Grid integration of renewables: challenges and solutions
Authors
-
,IN
K. V. Vidyanandan -
,INBalkrishn Kamath
DOI:
https://doi.org/10.18311/ijprvd/2021/29662Keywords:
distributed generation, energy storage, power quality, solar PV, wind energyAbstract
Exponential growth in the energy demand on account of rising population and economic growth, increasing apprehensions of energy security coupled with climate change and global warming concerns are some of the major drivers for pushing the renewable energy (RE) to the top of the energy portfolio. Among various renewable energy resources, wind and solar PV systems are experiencing rapid growth since 2010. By the end of 2016, the world total capacity of wind power generation was 487 GW and that of solar PV was 303 GW, aggregating to a penetration level of 4.0% and 1.5% respectively. Global renewable energy penetration till December 2016, excluding conventional hydro share (of 16.6%) was only around 8.0%. However, many countries have set target of 30% RE based electricity generation by 2030. India has an ambitious target of achieving 175 GW of RE power by 2022, with 100 GW from solar, 60 GW from wind, 10 GW from biomass and 5 GW from small hydro.

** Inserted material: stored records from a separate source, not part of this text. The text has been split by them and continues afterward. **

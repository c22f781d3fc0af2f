//! # Lingo Io
//!
//! Resource readers for the Lingo message resolution pipeline.
//!
//! A [`Reader`] parses one on-disk resource format into a flat key/value
//! [`MessageMap`](lingo_common::MessageMap). Readers are registered with the
//! message loader in an ordered list; the registration order defines format
//! precedence when more than one reader could handle a bundle.

#![warn(missing_docs)]
#![warn(clippy::all)]
#![warn(clippy::pedantic)]
#![warn(clippy::nursery)]
#![allow(clippy::module_name_repetitions)]

pub mod error;
pub mod json;
pub mod reader;
pub mod toml;
pub mod yaml;

pub use error::{ReadError, ReadResult};
pub use json::JsonReader;
pub use reader::Reader;
pub use self::toml::TomlReader;
pub use yaml::YamlReader;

Power generation from renewables often takes place through distributed generation (DG). These units, mostly located in remote locations, are not centrally planned or dispatched, and are usually connected to distribution grids at LV or MV levels. In few cases, large capacity RE generation are also connected to transmission networks. As a result, the power generation structure is moving from the large, centralized plants to a mixed generation pool consisting of traditional large plants and many smaller DG units. Most of the RE generators have electrical characteristics that are different from the synchronous machines. Since a large group of DG technologies use power electronics converters for grid connectivity, they introduce many technical issues related to the operation, control and protection of the power system, impacting generators, transmission system and consumer devices. This paper presents some of the technical issues and challenges that need to be addressed for the effective grid integration of RE based power generators so that eventually our reliance on polluting and expensive fossil based hydrocarbon driven power generation can be reduced substantially.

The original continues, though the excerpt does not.